The aim of this study was to perform a qualitative analysis of microbial communities living on the chest feathers of migratory birds. The tested protocols showed different affinities for different bacterial species, that is, some bacterial taxa were isolated in all samples taken with RODAC sampling procedure and some were isolated with the Swab sampling procedure. It is, therefore, advisable to use both methods or, more generally speaking, to always use at least two different sampling protocols.
The molecular approach allows easier identification of potentially pathogenic bacteria carried by migratory birds than the microbiological one.
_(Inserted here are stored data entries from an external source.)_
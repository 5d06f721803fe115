//! A table-driven reference [`SymbolicEngine`] (§4.2 contract), used by
//! the `briar` binary when no real binary-analysis backend is linked
//! in.
//!
//! Constructing a genuine symbolic executor — ELF parsing,
//! disassembly, instruction-level semantics — is explicitly out of
//! scope for this crate (spec.md §1): it is "assumed to provide"
//! `entry_state`/`step`/a solver iterator, not implemented here. This
//! module offers the simplest honest stand-in: an oracle loaded from a
//! small text table naming, for each address the binary can reach, its
//! successor addresses and the stdin byte that drives execution to
//! each one. Swap this module for a real backend to fuzz arbitrary
//! unannotated binaries; `TableEngine` only knows what its table says.

use crate::address::Address;
use crate::error::FuzzError;
use crate::symbolic::SymbolicEngine;
use std::collections::{HashMap, HashSet};
use std::path::Path;

#[derive(Debug, Clone, PartialEq, Eq)]
pub struct TableState {
    addr: Address,
    /// Stdin bytes already fixed by the path taken to reach `addr`, so
    /// `quick_sample` can hand back a complete replayable input rather
    /// than just the one byte this state's own branch adds.
    prefix: Vec<u8>,
    branches: Vec<(Address, u8)>,
    constrained: bool,
}

/// Table-driven [`SymbolicEngine`]. Lines are `entry <addr>`,
/// `branch <from> <to> <byte>`, or `constrained <addr>`; `#` starts a
/// trailing comment. Addresses are decimal or `0x`-prefixed hex; a
/// branch byte is either a single ASCII character or `0x`-prefixed
/// hex.
pub struct TableEngine {
    entry: Address,
    table: HashMap<Address, Vec<(Address, u8)>>,
    constrained: HashSet<Address>,
}

pub struct TableSamples(std::vec::IntoIter<Vec<u8>>);

impl Iterator for TableSamples {
    type Item = Vec<u8>;
    fn next(&mut self) -> Option<Vec<u8>> {
        self.0.next()
    }
}

impl TableEngine {
    /// An oracle with no table entries at all: every address has zero
    /// successors and no constraints, so the mutator always falls back
    /// to random-sample (§4.3) and the tree stays Black below the
    /// root — pure coverage-guided random fuzzing with no concolic
    /// assistance.
    pub fn empty(entry: Address) -> Self {
        Self {
            entry,
            table: HashMap::new(),
            constrained: HashSet::new(),
        }
    }

    pub fn load(path: impl AsRef<Path>) -> Result<Self, FuzzError> {
        let path = path.as_ref();
        let text = std::fs::read_to_string(path)
            .map_err(|e| FuzzError::Spawn(format!("branch table {}: {e}", path.display())))?;
        Self::parse(&text)
    }

    fn parse(text: &str) -> Result<Self, FuzzError> {
        let mut entry = Address(0);
        let mut table: HashMap<Address, Vec<(Address, u8)>> = HashMap::new();
        let mut constrained = HashSet::new();

        for (lineno, raw) in text.lines().enumerate() {
            let line = raw.split('#').next().unwrap_or("").trim();
            if line.is_empty() {
                continue;
            }
            let words: Vec<&str> = line.split_whitespace().collect();
            match words.as_slice() {
                ["entry", addr] => entry = parse_addr(addr, lineno)?,
                ["branch", from, to, byte] => {
                    let from = parse_addr(from, lineno)?;
                    let to = parse_addr(to, lineno)?;
                    let byte = parse_byte(byte, lineno)?;
                    table.entry(from).or_default().push((to, byte));
                }
                ["constrained", addr] => {
                    constrained.insert(parse_addr(addr, lineno)?);
                }
                _ => {
                    return Err(FuzzError::Invariant(format!(
                        "branch table line {}: unrecognised `{line}`",
                        lineno + 1
                    )))
                }
            }
        }
        Ok(Self {
            entry,
            table,
            constrained,
        })
    }

    fn state_at(&self, addr: Address, prefix: Vec<u8>) -> TableState {
        TableState {
            addr,
            prefix,
            branches: self.table.get(&addr).cloned().unwrap_or_default(),
            constrained: self.constrained.contains(&addr),
        }
    }
}

fn parse_addr(word: &str, lineno: usize) -> Result<Address, FuzzError> {
    let value = match word.strip_prefix("0x") {
        Some(hex) => u64::from_str_radix(hex, 16),
        None => word.parse::<u64>(),
    }
    .map_err(|_| {
        FuzzError::Invariant(format!("branch table line {}: bad address `{word}`", lineno + 1))
    })?;
    Ok(Address(value))
}

fn parse_byte(word: &str, lineno: usize) -> Result<u8, FuzzError> {
    if let Some(hex) = word.strip_prefix("0x") {
        return u8::from_str_radix(hex, 16).map_err(|_| {
            FuzzError::Invariant(format!("branch table line {}: bad byte `{word}`", lineno + 1))
        });
    }
    let bytes = word.as_bytes();
    if bytes.len() == 1 {
        return Ok(bytes[0]);
    }
    Err(FuzzError::Invariant(format!(
        "branch table line {}: bad byte `{word}`",
        lineno + 1
    )))
}

impl SymbolicEngine for TableEngine {
    type State = TableState;
    type Samples = TableSamples;

    fn entry_state(&mut self) -> TableState {
        self.state_at(self.entry, Vec::new())
    }

    fn address_of(&self, state: &TableState) -> Address {
        state.addr
    }

    fn has_constraints(&self, state: &TableState) -> bool {
        state.constrained
    }

    fn step(&mut self, state: &TableState) -> Result<Vec<TableState>, FuzzError> {
        Ok(state
            .branches
            .iter()
            .map(|(addr, byte)| {
                let mut prefix = state.prefix.clone();
                prefix.push(*byte);
                self.state_at(*addr, prefix)
            })
            .collect())
    }

    /// Replays `state`'s prefix with each live branch byte appended, so
    /// a trace fed this sample retraces the same path that reached
    /// `state` before taking the new branch.
    fn quick_sample(&mut self, state: &TableState) -> TableSamples {
        let samples: Vec<Vec<u8>> = state
            .branches
            .iter()
            .map(|(_, byte)| {
                let mut input = state.prefix.clone();
                input.push(*byte);
                input
            })
            .collect();
        TableSamples(samples.into_iter())
    }
}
The results underline the possible transmission of pathogens during migration, although direct transmission is a rare event, with only a single case found in the review of Tsiodras et al. [64]. We would like to point out that the actual identification of risks may be carried out in the light of the “Epidemiologic Triad”. In reality, factors leading to the outbreak of a disease could be multiple, and a single exposure does not necessarily cause illness. The risk assessment for the manipulation and ringing of migratory birds takes into account three principles: the microbial loads of the bird, the tendency of the operator to contract, and the virulence of the pathogen. Based on our results, the risk of contagious diseases can be considered minimal and potential. Nevertheless, there are certainly numerous considerations which should be made. First, the potential risk for humans and the possibility of the spread of diseases could be accentuated since these birds, during their migration, remain in areas where people live. Second, operators of ringing stations carry out activities for long periods of time and are often in close contact with bird plumage.
It is, therefore, necessary to apply prophylaxis protocols to protect the operators. It would be advisable that those who handle the birds in the ringing station use separate bags to contain the birds, without mixing clean and used ones. Used bags should be washed as often as is compatible with the logistics of the ringing station. It might also be useful to adopt some personal protective equipment such as gowns and goggles. Gloves and masks are not recommended, because they would compromise the manipulation of ringed birds and the proper assignment of fat and muscle scores. Because of the highlighted risks associated with bird migrations, the existing migratory bird ringing programs represent an important opportunity to monitor those aspects and precociously detect the entry of potentially harmful microorganisms. It is, therefore, desirable that all the ringing stations of migratory birds begin routine collections and analysis of microbiological data.

Author Contributions

A.G. designed the study and performed the morphological supported molecular analysis and drafted the manuscript. S.D.B. provided samples and drafted the material and methods part of the manuscript. R.B. supported the sampling and performed statistical analysis. G.R. performed the molecular analysis and drafted the molecular part of the paper. M.G. supported the interpretation of the results and provided feedback during the writing of the article.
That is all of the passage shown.